Il semble que l’époque se prête à un retour aux diverses formes de contestation. Le cinéma se penche sur Mesrine et la Bande à Baader. La mémoire de la Grande Guerre évoque immanquablement les mutineries et les soldats fusillés, dans une confusion qui se dispense d’une étude serrée du contexte du conflit. Le quarantième anniversaire de Mai 68 a accouché de nombreux ouvrages commémoratifs. Bref, le héros du jour semble opposé à l’autorité. De Robin des Bois à Mandrin, de Zorro au héros de V for Vendetta, le rebelle attire et fascine. Il traduit l’existence d’une autre réalité que celle de l’appareil légal et des vérités officielles. Par ailleurs, les discours politiques sur l’insécurité ambiante ont alimenté de trop nombreuses polémiques pour être dépourvus d’intérêt. En d’autres termes, l’antithèse de l’ordre et de la légalité pourrait dès lors en révéler beaucoup sur nos sociétés, leurs malaises et leurs aspirations.
En ce sens, le livre de Jean Nicolas, consacré aux phénomènes disparates de la « rébellion française » sous l’Ancien Régime, de la prise du pouvoir par Louis XIV à la chute de la Bastille, constitue un apport de taille à notre compréhension des ressorts de la société pré-révolutionnaire... et de la nôtre. Cette étude massive, fruit d’une recherche archivistique démesurée, et tirant profit de plusieurs monographies locales, analyse plus d’un siècle d’attitudes contestataires à l’autorité sur l’ensemble du territoire français. Grâce à Jean Nicolas, se dessine une « autre France », celle de l’opposition à l’autorité, et sous des formes et une amplitude variant selon les régions, le climat, l’opinion religieuse, et même l’âge.
Cette enquête permet de déterminer des pôles de cristallisation de la rébellion, en particulier autour de l’impôt, indirect ou direct (la taille). La fraude est une réalité de l’Ancien Régime aussi établie que la monarchie absolue. Les attitudes contestataires s’étendent à tous les échelons de la société, et il n’est pas rare de voir le clergé et les magistrats locaux faire preuve de clémence, voire de soutien, aux oppositions locales, par souci d’atténuer le poids de la centralisation administrative.
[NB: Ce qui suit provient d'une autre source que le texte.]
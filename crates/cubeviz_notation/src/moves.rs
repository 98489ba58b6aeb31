use crate::Face;

/// Move on an NxNxN cube: a clockwise rotation of a contiguous range of
/// layers, as seen looking at `face`.
///
/// Layers are 1-indexed from `face`, so `slice_begin == 1` means the range
/// includes the face itself. Whole-puzzle rotations span every layer.
#[derive(Debug, Copy, Clone, PartialEq, Eq, Hash)]
pub struct Move {
    /// Face that the layers are counted from and that the rotation is
    /// clockwise relative to.
    pub face: Face,
    /// Shallowest layer, inclusive.
    pub slice_begin: u16,
    /// Deepest layer, inclusive. This is always at least `slice_begin`.
    pub slice_end: u16,
    /// Number of clockwise quarter turns, from 0 to 3.
    pub turn_count: u8,
}

/// Ordered list of moves, applied left to right.
pub type MoveSequence = Vec<Move>;

impl Move {
    /// Constructs a move, normalizing the turn count into the range `0..4`
    /// and putting the slice bounds in order.
    pub fn new(face: Face, slices: [u16; 2], turns: i64) -> Self {
        let [a, b] = slices;
        Self {
            face,
            slice_begin: a.min(b),
            slice_end: a.max(b),
            turn_count: normalize_turn_count(turns),
        }
    }

    /// Returns the move that undoes this one.
    #[must_use]
    pub fn inverse(self) -> Self {
        Self {
            turn_count: normalize_turn_count(-i64::from(self.turn_count)),
            ..self
        }
    }

    /// Returns whether the move has no effect.
    pub fn is_identity(self) -> bool {
        self.turn_count == 0
    }

    /// Returns the number of layers turned by the move.
    pub fn layer_count(self) -> u16 {
        self.slice_end - self.slice_begin + 1
    }

    /// Returns the same move expressed from the opposite face of an
    /// `puzzle_size`-layer cube: layer `i` becomes layer `puzzle_size + 1 - i`
    /// and the direction of rotation is reversed.
    #[must_use]
    pub fn mirrored(self, puzzle_size: u16) -> Self {
        let reflect = |layer: u16| puzzle_size.saturating_sub(layer).saturating_add(1);
        Self {
            face: self.face.opposite(),
            slice_begin: reflect(self.slice_end),
            slice_end: reflect(self.slice_begin),
            turn_count: normalize_turn_count(-i64::from(self.turn_count)),
        }
    }

    /// Mirrors the move if its layers lie mostly past the middle of the cube,
    /// so that the range always starts as close to `face` as possible.
    ///
    /// A range that is exactly centered is left alone.
    #[must_use]
    pub fn normalized(self, puzzle_size: u16) -> Self {
        if u32::from(self.slice_begin) + u32::from(self.slice_end) > u32::from(puzzle_size) + 1 {
            let ret = self.mirrored(puzzle_size);
            log::debug!("mirrored {self:?} to {ret:?}");
            ret
        } else {
            self
        }
    }
}

fn normalize_turn_count(turns: i64) -> u8 {
    turns.rem_euclid(4) as u8
}
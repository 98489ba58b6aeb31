/// Number of faces on a cube.
pub const FACE_COUNT: usize = 6;

/// Face of a cube.
///
/// The declaration order is also the order of colors in a color scheme, and
/// each face is opposite the face three places after it.
#[derive(
    Debug, Copy, Clone, PartialEq, Eq, Hash, PartialOrd, Ord, strum::Display, strum::EnumString,
)]
#[strum(ascii_case_insensitive)]
pub enum Face {
    /// Up
    U,
    /// Front
    F,
    /// Right
    R,
    /// Down
    D,
    /// Back
    B,
    /// Left
    L,
}

impl Face {
    /// All faces, in color scheme order.
    pub const ALL: [Face; FACE_COUNT] = [Face::U, Face::F, Face::R, Face::D, Face::B, Face::L];

    /// Returns the position of the face in [`Face::ALL`].
    pub const fn index(self) -> usize {
        self as usize
    }

    /// Returns the face on the other side of the cube.
    #[must_use]
    pub const fn opposite(self) -> Self {
        Self::ALL[(self.index() + 3) % FACE_COUNT]
    }

    /// Returns the face with the given letter, ignoring case.
    pub fn from_letter(c: char) -> Option<Self> {
        c.encode_utf8(&mut [0; 4]).parse().ok()
    }
}
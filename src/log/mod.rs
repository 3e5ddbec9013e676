pub mod file_sink;
pub mod log_level;
pub mod log_macros;
pub mod log_msg;
pub mod log_sink;
pub mod logger;
pub mod logger_handle;
pub mod noop_log_sink;

pub use file_sink::FileSink;
pub use log_level::{LogLevel, ParseLevelError};
pub use log_msg::{LinePrefix, LogMsg};
pub use log_sink::LogSink;
pub use logger::{Clock, Logger, LoggerConfig};
pub use logger_handle::LoggerHandle;
pub use noop_log_sink::NoopLogSink;
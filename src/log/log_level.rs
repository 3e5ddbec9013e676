use std::{fmt, str::FromStr};

/// Defines the severity levels for log messages.
///
/// Ordering follows declaration order, so `Trace < Debug < ... < Off` and a
/// threshold comparison is a plain `<`.
#[derive(Clone, Copy, Debug, Default, PartialEq, Eq, PartialOrd, Ord, Hash)]
#[repr(u8)]
pub enum LogLevel {
    /// Designates very fine-grained informational events.
    Trace,
    /// Designates fine-grained informational events that are most useful to debug an application.
    Debug,
    /// Designates informational messages that highlight the progress of the application at coarse-grained level.
    #[default]
    Info,
    /// Designates potentially harmful situations.
    Warn,
    /// Designates error events that might still allow the application to continue running.
    Error,
    /// Designates very severe error events that will presumably lead the application to abort.
    Critical,
    /// Threshold-only sentinel that suppresses every message. Never the level of a message.
    Off,
}

impl LogLevel {
    /// Returns the upper-case level name as it appears in rendered lines.
    #[must_use]
    pub const fn as_str(self) -> &'static str {
        match self {
            LogLevel::Trace => "TRACE",
            LogLevel::Debug => "DEBUG",
            LogLevel::Info => "INFO",
            LogLevel::Warn => "WARN",
            LogLevel::Error => "ERROR",
            LogLevel::Critical => "CRITICAL",
            LogLevel::Off => "OFF",
        }
    }

    /// Inverse of `level as u8`. Out-of-range values clamp to `Off`.
    pub(crate) const fn from_u8(value: u8) -> Self {
        match value {
            0 => LogLevel::Trace,
            1 => LogLevel::Debug,
            2 => LogLevel::Info,
            3 => LogLevel::Warn,
            4 => LogLevel::Error,
            5 => LogLevel::Critical,
            _ => LogLevel::Off,
        }
    }
}

impl fmt::Display for LogLevel {
    fn fmt(&self, f: &mut fmt::Formatter<'_>) -> fmt::Result {
        f.write_str(self.as_str())
    }
}

/// The level name handed to [`LogLevel::from_str`] matched no known level.
#[derive(Debug, Clone, PartialEq, Eq)]
pub struct ParseLevelError {
    name: String,
}

impl fmt::Display for ParseLevelError {
    fn fmt(&self, f: &mut fmt::Formatter<'_>) -> fmt::Result {
        write!(f, "unknown log level: {:?}", self.name)
    }
}

impl std::error::Error for ParseLevelError {}

impl FromStr for LogLevel {
    type Err = ParseLevelError;

    /// Parses a level name case-insensitively (`"warn"`, `"WARN"`, ...).
    fn from_str(s: &str) -> Result<Self, Self::Err> {
        match s.trim().to_ascii_uppercase().as_str() {
            "TRACE" => Ok(LogLevel::Trace),
            "DEBUG" => Ok(LogLevel::Debug),
            "INFO" => Ok(LogLevel::Info),
            "WARN" => Ok(LogLevel::Warn),
            "ERROR" => Ok(LogLevel::Error),
            "CRITICAL" => Ok(LogLevel::Critical),
            "OFF" => Ok(LogLevel::Off),
            _ => Err(ParseLevelError { name: s.to_string() }),
        }
    }
}

#[cfg(test)]
mod tests {
    #![allow(clippy::unwrap_used, clippy::expect_used)]
    use super::*;

    #[test]
    fn ordering_is_monotonic() {
        assert!(LogLevel::Trace < LogLevel::Debug);
        assert!(LogLevel::Debug < LogLevel::Info);
        assert!(LogLevel::Info < LogLevel::Warn);
        assert!(LogLevel::Warn < LogLevel::Error);
        assert!(LogLevel::Error < LogLevel::Critical);
        assert!(LogLevel::Critical < LogLevel::Off);
    }

    #[test]
    fn as_str_matches_rendered_names() {
        assert_eq!(LogLevel::Trace.as_str(), "TRACE");
        assert_eq!(LogLevel::Critical.as_str(), "CRITICAL");
        assert_eq!(LogLevel::Off.as_str(), "OFF");
        assert_eq!(LogLevel::Warn.to_string(), "WARN");
    }

    #[test]
    fn from_u8_roundtrips_every_level() {
        for level in [
            LogLevel::Trace,
            LogLevel::Debug,
            LogLevel::Info,
            LogLevel::Warn,
            LogLevel::Error,
            LogLevel::Critical,
            LogLevel::Off,
        ] {
            assert_eq!(LogLevel::from_u8(level as u8), level);
        }
    }

    #[test]
    fn parse_accepts_any_case() {
        assert_eq!("info".parse::<LogLevel>().unwrap(), LogLevel::Info);
        assert_eq!("ERROR".parse::<LogLevel>().unwrap(), LogLevel::Error);
        assert_eq!("Critical".parse::<LogLevel>().unwrap(), LogLevel::Critical);
        assert_eq!(" off ".parse::<LogLevel>().unwrap(), LogLevel::Off);
    }

    #[test]
    fn parse_rejects_unknown_name() {
        let err = "verbose".parse::<LogLevel>().unwrap_err();
        assert!(err.to_string().contains("verbose"));
    }
}
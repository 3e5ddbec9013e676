use std::{
    fs::{File, OpenOptions},
    io::{self, Write},
    path::{Path, PathBuf},
    sync::{Mutex, PoisonError},
};

use crate::{log::log_sink::LogSink, log_error::LogError};

/// Append-mode file sink.
///
/// The file is opened once at construction (created if absent) and owned for
/// the sink's lifetime. A mutex serializes appends so each line reaches the
/// file as one uninterrupted write, and every append is flushed before the
/// call returns.
#[derive(Debug)]
pub struct FileSink {
    file: Mutex<File>,
    path: PathBuf,
}

impl FileSink {
    /// Opens `path` for append, creating it if it does not exist.
    ///
    /// # Errors
    /// Returns [`LogError::Open`] when the file cannot be created or opened
    /// (permissions, missing parent directory, unusable path).
    pub fn open<P: AsRef<Path>>(path: P) -> Result<Self, LogError> {
        let path = path.as_ref().to_path_buf();
        let file = OpenOptions::new()
            .create(true)
            .append(true)
            .open(&path)
            .map_err(|source| LogError::Open {
                path: path.clone(),
                source,
            })?;

        Ok(Self {
            file: Mutex::new(file),
            path,
        })
    }

    /// Returns the path of the log file this sink appends to.
    #[must_use]
    pub fn path(&self) -> &Path {
        &self.path
    }
}

impl LogSink for FileSink {
    fn append(&self, line: &str) -> io::Result<()> {
        // A poisoned lock only means another appender panicked mid-write;
        // the file handle itself is still usable.
        let mut file = self.file.lock().unwrap_or_else(PoisonError::into_inner);
        file.write_all(line.as_bytes())?;
        file.flush()
    }

    fn flush(&self) -> io::Result<()> {
        let mut file = self.file.lock().unwrap_or_else(PoisonError::into_inner);
        file.flush()
    }
}
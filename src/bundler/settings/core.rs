//! Core Settings struct and accessors.

use crate::bundler::error::ValidationError;
use crate::bundler::platform::Platform;
use std::path::{Path, PathBuf};

/// Build configuration passed to the archive tool.
#[derive(Clone, Copy, Debug, Default, Eq, PartialEq)]
pub enum Configuration {
    /// Unoptimized build with debug assertions
    Debug,
    /// Optimized release build
    #[default]
    Release,
}

impl Configuration {
    /// Parses a configuration name ("Debug" or "Release").
    pub fn parse(value: &str) -> std::result::Result<Self, ValidationError> {
        match value {
            "Debug" => Ok(Self::Debug),
            "Release" => Ok(Self::Release),
            _ => Err(ValidationError::InvalidConfiguration {
                value: value.to_string(),
            }),
        }
    }

    /// Returns the configuration name as passed to the archive tool.
    pub fn as_str(self) -> &'static str {
        match self {
            Self::Debug => "Debug",
            Self::Release => "Release",
        }
    }
}

/// Source container holding the scheme to be archived.
#[derive(Clone, Debug)]
pub enum ProjectKind {
    /// An .xcodeproj bundle
    Project(PathBuf),
    /// An .xcworkspace bundle
    Workspace(PathBuf),
}

/// Validated settings for one bundling run.
///
/// Constructed via [`SettingsBuilder`]; immutable afterwards. Every field is
/// checked before the first external tool runs, so a run that starts
/// archiving can no longer fail on configuration.
#[derive(Clone, Debug)]
pub struct Settings {
    /// Base scheme name, possibly carrying the platform placeholder.
    pub(super) scheme: String,

    /// Module name: the framework and bundle are named after it.
    pub(super) module_name: String,

    /// Requested platforms, in request order, before simulator expansion.
    pub(super) platforms: Vec<Platform>,

    /// Build configuration.
    pub(super) configuration: Configuration,

    /// Project or workspace containing the scheme, if supplied.
    pub(super) source: Option<ProjectKind>,

    /// Release version stamped into archived products.
    pub(super) version: Option<String>,

    /// Build number stamped into archived products.
    pub(super) build_number: Option<String>,

    /// Selects the assembly strategy: delegate when enabled, manual otherwise.
    pub(super) enable_library_evolution: bool,

    /// Passes the assertion-enabling flag to the archive build.
    pub(super) enable_sk_assertions: bool,

    /// Caller-supplied extra build flags, appended after the fixed set.
    pub(super) xcargs: Vec<String>,

    /// Path the zipped bundle is written to.
    pub(super) zip_destination: PathBuf,
}

impl Settings {
    /// Returns the base scheme name.
    pub fn scheme(&self) -> &str {
        &self.scheme
    }

    /// Returns the module name the framework is expected to carry.
    pub fn module_name(&self) -> &str {
        &self.module_name
    }

    /// Returns the requested platforms in request order.
    pub fn platforms(&self) -> &[Platform] {
        &self.platforms
    }

    /// Returns the build configuration.
    pub fn configuration(&self) -> Configuration {
        self.configuration
    }

    /// Returns the project or workspace containing the scheme.
    pub fn source(&self) -> Option<&ProjectKind> {
        self.source.as_ref()
    }

    /// Returns the release version to stamp, if any.
    pub fn version(&self) -> Option<&str> {
        self.version.as_deref()
    }

    /// Returns the build number to stamp, if any.
    pub fn build_number(&self) -> Option<&str> {
        self.build_number.as_deref()
    }

    /// Whether library evolution is enabled for this run.
    ///
    /// Enabled runs delegate assembly to the external bundle-creation tool;
    /// disabled runs lay the bundle out manually.
    pub fn enable_library_evolution(&self) -> bool {
        self.enable_library_evolution
    }

    /// Returns the destination path for the zipped bundle.
    pub fn zip_destination(&self) -> &Path {
        &self.zip_destination
    }

    /// Returns the ordered build flags for the archive step.
    ///
    /// Fixed flags first, conditional flags next, caller-supplied extras
    /// last. Whether later flags override earlier duplicates is the archive
    /// tool's contract.
    pub fn build_flags(&self) -> Vec<String> {
        let mut flags = vec![
            "BITCODE_GENERATION_MODE=bitcode".to_string(),
            "DEBUG_INFORMATION_FORMAT=dwarf-with-dsym".to_string(),
            "ENABLE_BITCODE=YES".to_string(),
            "SKIP_INSTALL=NO".to_string(),
        ];
        if self.enable_library_evolution {
            flags.push("BUILD_LIBRARY_FOR_DISTRIBUTION=YES".to_string());
        }
        if self.enable_sk_assertions {
            flags.push("ENABLE_SK_ASSERT=\"-D ENABLE_SK_ASSERT\"".to_string());
        }
        flags.extend(self.xcargs.iter().cloned());
        flags
    }
}

#[cfg(test)]
mod tests {
    use super::*;
    use crate::bundler::settings::SettingsBuilder;

    fn base_builder() -> SettingsBuilder {
        SettingsBuilder::new()
            .scheme("MyLib")
            .platforms(&["iOS".to_string()])
            .zip_destination("out/MyLib.xcframework.zip")
    }

    #[test]
    fn configuration_parses_debug_and_release_only() {
        assert_eq!(Configuration::parse("Debug").ok(), Some(Configuration::Debug));
        assert_eq!(Configuration::parse("Release").ok(), Some(Configuration::Release));
        assert!(Configuration::parse("Profile").is_err());
        assert!(Configuration::parse("release").is_err());
    }

    #[test]
    fn build_flags_start_with_fixed_set() {
        let settings = base_builder().build().unwrap();
        let flags = settings.build_flags();
        assert_eq!(
            &flags[..4],
            &[
                "BITCODE_GENERATION_MODE=bitcode",
                "DEBUG_INFORMATION_FORMAT=dwarf-with-dsym",
                "ENABLE_BITCODE=YES",
                "SKIP_INSTALL=NO",
            ]
        );
    }

    #[test]
    fn build_flags_add_distribution_flag_with_evolution() {
        let settings = base_builder().enable_library_evolution(true).build().unwrap();
        assert!(
            settings
                .build_flags()
                .contains(&"BUILD_LIBRARY_FOR_DISTRIBUTION=YES".to_string())
        );

        let settings = base_builder().enable_library_evolution(false).build().unwrap();
        assert!(
            !settings
                .build_flags()
                .contains(&"BUILD_LIBRARY_FOR_DISTRIBUTION=YES".to_string())
        );
    }

    #[test]
    fn build_flags_append_caller_extras_last() {
        let settings = base_builder()
            .enable_sk_assertions(true)
            .xcargs(vec!["OTHER_SWIFT_FLAGS=-DFOO".to_string()])
            .build()
            .unwrap();
        let flags = settings.build_flags();
        assert_eq!(flags.last().map(String::as_str), Some("OTHER_SWIFT_FLAGS=-DFOO"));
        assert!(flags.contains(&"ENABLE_SK_ASSERT=\"-D ENABLE_SK_ASSERT\"".to_string()));
    }
}
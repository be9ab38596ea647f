//! External archive build invocation.
//!
//! No compilation logic lives here; this module only assembles the
//! `xcodebuild` argument list for one platform and maps failures.

use crate::bundler::{
    error::{Error, Result},
    platform::Platform,
    settings::{ProjectKind, Settings},
    utils::fs,
};
use std::path::Path;
use tokio::process::Command;

/// Archives the scheme for one platform into `archive_path`.
///
/// Prior output at the path is discarded first, so a failed earlier run can
/// never leak stale products into this one.
pub async fn archive(
    settings: &Settings,
    platform: Platform,
    archive_path: &Path,
) -> Result<()> {
    fs::remove_dir_all(archive_path).await?;

    let scheme = platform.scheme_name(settings.scheme());
    log::info!("Archiving {} for {}", scheme, platform);

    let mut command = Command::new("xcodebuild");
    command
        .arg("clean")
        .arg("archive")
        .args(["-scheme", &scheme])
        .args(["-configuration", settings.configuration().as_str()])
        .args(["-destination", platform.destination()]);

    match settings.source() {
        Some(ProjectKind::Project(path)) => {
            command.arg("-project").arg(path);
        }
        Some(ProjectKind::Workspace(path)) => {
            command.arg("-workspace").arg(path);
        }
        None => {}
    }

    command.arg("-archivePath").arg(archive_path);
    command.args(settings.build_flags());

    let output = command
        .output()
        .await
        .map_err(|source| Error::ToolUnavailable {
            tool: "xcodebuild",
            source,
        })?;

    if !output.status.success() {
        return Err(Error::ToolFailed {
            tool: "xcodebuild archive",
            context: format!("{scheme} ({platform})"),
            stderr: String::from_utf8_lossy(&output.stderr).into_owned(),
        });
    }

    log::debug!("Archived {} to {}", scheme, archive_path.display());
    Ok(())
}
Se constate également, au moins au XVIIIème siècle, un affaiblissement du rôle stabilisateur du fief seigneurial. Par ailleurs, les caprices du climat peuvent alimenter de véritables insurrections de la faim, dans des contextes de disette - en particulier sous le règne de Louis XIV. Autre source de conflit : le monde des artisans et des ouvriers, qui peine à supporter le carcan du corporatisme. En d’autres termes, la rébellion française découle d’abord d’impératifs matériels, liés aux conditions de vie quotidienne et de travail, alors que le pouvoir et les privilégiés rechignent à s’adapter.
Mais, souligne Jean Nicolas, cette motivation serait réductrice. Le XVIIIème siècle témoigne en effet de la prolifération de revendications fondées sur l’idée de justice - judiciaire et sociale. L’arbitraire royal, les exactions de la police, les conditions de vie des détenus, mais aussi les inégalités sociales, suscitent une indignation croissante. L’antagonisme catholicisme-protestantisme génère également de nombreux désordres. Quant aux réactions répressives, elles aboutissent à un surcroît d’exaspération - conservatrice ou non - dont la jeunesse se fait l’écho.
Bref, 1789 ne saurait constituer un coup de tonnerre dans un ciel bleu. Le Siècle des Lumières a bel et bien favorisé, ou recyclé, des mouvements contestataires, mais il serait erroné d’en déduire que ces impulsions sont venues du haut : au contraire, révèle cet ouvrage, l’environnement social a facilité l’éclosion et la diffusion des idées libérales. La rébellion française sous l’Ancien Régime semble avoir préparé le terrain à la mise en doctrine de ce que seront les préceptes de la Révolution française. La pratique a précédé la théorie.